## Exercise details
All lines from the first line of the material up to and including the line with "use crate::state::AppState;" must be copied exactly, and no others.

## Data provided
--

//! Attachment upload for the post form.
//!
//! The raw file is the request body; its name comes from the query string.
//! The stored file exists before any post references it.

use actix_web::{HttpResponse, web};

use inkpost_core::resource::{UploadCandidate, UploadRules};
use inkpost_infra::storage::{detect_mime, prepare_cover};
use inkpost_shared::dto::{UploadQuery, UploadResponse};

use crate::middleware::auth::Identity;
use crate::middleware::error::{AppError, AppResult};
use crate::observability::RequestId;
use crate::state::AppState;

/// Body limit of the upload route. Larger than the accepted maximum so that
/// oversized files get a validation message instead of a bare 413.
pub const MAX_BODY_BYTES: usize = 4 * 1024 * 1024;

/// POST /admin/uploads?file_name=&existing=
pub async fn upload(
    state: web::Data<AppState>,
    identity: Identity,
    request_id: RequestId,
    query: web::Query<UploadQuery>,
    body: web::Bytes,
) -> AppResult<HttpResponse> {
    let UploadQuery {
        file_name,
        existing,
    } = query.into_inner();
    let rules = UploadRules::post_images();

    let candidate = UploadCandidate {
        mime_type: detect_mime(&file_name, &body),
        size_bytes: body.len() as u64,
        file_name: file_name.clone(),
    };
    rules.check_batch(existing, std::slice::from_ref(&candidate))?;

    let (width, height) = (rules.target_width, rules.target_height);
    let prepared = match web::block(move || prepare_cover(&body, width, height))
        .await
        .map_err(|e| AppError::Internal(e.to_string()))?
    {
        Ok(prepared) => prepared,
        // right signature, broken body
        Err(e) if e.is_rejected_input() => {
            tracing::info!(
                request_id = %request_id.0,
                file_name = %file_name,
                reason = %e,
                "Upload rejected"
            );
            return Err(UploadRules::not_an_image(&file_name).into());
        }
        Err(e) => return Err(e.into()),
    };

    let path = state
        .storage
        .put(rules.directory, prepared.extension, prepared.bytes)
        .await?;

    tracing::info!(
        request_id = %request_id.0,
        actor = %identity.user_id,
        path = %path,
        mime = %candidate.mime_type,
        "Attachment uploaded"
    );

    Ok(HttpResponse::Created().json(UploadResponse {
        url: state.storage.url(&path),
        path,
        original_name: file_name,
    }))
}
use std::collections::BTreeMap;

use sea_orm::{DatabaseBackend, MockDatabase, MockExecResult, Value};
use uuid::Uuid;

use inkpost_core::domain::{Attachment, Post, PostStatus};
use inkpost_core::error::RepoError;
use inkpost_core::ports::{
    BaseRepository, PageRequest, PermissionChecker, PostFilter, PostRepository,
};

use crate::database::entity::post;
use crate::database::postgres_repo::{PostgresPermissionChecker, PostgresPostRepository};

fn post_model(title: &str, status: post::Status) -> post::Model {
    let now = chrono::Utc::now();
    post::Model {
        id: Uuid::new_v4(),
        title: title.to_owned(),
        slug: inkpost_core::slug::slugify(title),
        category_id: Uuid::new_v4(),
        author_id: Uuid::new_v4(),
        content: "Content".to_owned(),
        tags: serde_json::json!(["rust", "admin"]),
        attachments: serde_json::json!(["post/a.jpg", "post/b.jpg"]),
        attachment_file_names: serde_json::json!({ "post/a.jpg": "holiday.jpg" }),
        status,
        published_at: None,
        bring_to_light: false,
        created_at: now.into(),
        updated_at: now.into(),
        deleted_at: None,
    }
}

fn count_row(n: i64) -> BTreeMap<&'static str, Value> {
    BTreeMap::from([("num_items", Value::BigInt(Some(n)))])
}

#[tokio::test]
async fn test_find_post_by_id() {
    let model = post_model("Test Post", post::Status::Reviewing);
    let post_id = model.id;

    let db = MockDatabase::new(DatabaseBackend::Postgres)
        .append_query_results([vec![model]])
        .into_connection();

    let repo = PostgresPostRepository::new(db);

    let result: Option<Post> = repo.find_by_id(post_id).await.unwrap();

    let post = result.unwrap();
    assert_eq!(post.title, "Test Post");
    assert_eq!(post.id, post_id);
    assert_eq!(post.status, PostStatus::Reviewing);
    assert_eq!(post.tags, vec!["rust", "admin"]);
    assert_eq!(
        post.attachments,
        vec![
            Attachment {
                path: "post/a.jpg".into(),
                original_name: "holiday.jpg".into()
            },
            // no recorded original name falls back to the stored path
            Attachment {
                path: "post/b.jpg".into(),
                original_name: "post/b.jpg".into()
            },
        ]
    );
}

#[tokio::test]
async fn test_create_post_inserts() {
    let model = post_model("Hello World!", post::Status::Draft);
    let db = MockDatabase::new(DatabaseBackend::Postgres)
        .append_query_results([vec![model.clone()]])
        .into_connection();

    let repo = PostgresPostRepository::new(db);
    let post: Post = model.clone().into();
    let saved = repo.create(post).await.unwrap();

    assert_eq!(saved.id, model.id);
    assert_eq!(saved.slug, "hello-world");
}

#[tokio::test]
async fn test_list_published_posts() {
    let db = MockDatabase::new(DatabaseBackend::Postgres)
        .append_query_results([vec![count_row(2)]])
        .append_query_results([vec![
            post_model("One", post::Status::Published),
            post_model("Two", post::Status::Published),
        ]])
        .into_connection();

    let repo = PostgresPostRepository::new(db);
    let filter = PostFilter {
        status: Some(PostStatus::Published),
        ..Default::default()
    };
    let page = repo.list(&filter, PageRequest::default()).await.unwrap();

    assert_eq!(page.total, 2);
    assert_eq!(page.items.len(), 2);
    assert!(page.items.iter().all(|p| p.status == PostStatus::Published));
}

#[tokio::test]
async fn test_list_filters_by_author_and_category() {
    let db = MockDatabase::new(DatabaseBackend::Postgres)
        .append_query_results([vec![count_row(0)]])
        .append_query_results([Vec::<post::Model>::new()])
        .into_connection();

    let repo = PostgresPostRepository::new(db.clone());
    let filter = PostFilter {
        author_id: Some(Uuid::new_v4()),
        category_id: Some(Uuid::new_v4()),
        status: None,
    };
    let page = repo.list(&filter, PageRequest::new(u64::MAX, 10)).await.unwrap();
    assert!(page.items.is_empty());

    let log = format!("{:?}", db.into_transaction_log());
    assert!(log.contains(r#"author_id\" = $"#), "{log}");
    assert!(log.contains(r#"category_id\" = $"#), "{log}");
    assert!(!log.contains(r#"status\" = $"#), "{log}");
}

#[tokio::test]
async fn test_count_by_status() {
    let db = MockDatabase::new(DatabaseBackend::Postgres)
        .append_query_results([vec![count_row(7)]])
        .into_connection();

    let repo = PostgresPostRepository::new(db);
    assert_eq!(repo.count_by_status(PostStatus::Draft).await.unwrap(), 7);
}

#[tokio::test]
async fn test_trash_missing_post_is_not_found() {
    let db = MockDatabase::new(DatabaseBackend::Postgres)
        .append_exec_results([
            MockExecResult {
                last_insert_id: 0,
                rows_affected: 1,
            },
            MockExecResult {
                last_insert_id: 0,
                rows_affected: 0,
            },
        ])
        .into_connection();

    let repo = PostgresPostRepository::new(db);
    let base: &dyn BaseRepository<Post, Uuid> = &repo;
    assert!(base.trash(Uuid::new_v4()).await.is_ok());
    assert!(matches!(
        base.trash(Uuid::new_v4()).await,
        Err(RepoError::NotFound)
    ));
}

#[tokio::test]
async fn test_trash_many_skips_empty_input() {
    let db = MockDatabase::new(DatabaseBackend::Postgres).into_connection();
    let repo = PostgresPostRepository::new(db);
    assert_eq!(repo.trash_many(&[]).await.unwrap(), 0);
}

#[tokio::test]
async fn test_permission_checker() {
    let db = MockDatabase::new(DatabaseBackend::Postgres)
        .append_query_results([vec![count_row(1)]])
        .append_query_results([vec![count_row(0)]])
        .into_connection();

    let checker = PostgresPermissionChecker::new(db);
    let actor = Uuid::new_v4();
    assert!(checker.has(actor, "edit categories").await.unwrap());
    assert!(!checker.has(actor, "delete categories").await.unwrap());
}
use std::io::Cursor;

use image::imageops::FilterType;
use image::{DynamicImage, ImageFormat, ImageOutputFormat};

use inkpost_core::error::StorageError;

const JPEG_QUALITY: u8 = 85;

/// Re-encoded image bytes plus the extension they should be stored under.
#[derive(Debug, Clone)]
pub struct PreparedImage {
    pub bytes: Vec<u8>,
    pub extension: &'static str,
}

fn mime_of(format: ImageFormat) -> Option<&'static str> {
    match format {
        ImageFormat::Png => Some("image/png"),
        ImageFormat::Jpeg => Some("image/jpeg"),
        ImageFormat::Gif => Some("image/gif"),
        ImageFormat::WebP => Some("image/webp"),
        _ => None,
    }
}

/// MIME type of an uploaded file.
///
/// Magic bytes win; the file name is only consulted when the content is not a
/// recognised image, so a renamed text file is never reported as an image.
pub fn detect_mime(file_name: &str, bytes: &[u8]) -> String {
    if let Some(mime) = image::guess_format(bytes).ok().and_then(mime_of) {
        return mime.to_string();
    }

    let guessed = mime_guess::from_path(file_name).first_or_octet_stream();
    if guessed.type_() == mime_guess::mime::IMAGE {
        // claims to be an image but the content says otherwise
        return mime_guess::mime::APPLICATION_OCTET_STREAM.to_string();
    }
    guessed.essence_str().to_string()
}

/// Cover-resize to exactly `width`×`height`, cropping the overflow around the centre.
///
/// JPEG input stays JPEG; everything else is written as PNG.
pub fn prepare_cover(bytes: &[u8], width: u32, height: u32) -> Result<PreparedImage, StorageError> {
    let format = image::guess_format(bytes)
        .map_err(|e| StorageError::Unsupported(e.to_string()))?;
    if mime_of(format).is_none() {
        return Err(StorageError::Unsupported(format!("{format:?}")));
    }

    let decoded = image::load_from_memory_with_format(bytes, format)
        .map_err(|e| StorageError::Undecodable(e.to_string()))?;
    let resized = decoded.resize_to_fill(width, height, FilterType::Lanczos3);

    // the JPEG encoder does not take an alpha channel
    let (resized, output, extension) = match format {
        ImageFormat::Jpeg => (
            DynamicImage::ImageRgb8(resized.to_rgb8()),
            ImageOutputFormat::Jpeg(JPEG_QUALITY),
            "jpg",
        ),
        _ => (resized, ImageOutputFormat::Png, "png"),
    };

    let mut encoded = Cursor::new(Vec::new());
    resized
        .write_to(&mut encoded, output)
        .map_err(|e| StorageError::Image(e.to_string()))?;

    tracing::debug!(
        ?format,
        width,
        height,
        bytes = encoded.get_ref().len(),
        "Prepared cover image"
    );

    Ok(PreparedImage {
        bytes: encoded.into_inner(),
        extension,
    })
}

--

## Exercise answer
//! Attachment upload for the post form.
//!
//! The raw file is the request body; its name comes from the query string.
//! The stored file exists before any post references it.

use actix_web::{HttpResponse, web};

use inkpost_core::resource::{UploadCandidate, UploadRules};
use inkpost_infra::storage::{detect_mime, prepare_cover};
use inkpost_shared::dto::{UploadQuery, UploadResponse};

use crate::middleware::auth::Identity;
use crate::middleware::error::{AppError, AppResult};
use crate::observability::RequestId;
use crate::state::AppState;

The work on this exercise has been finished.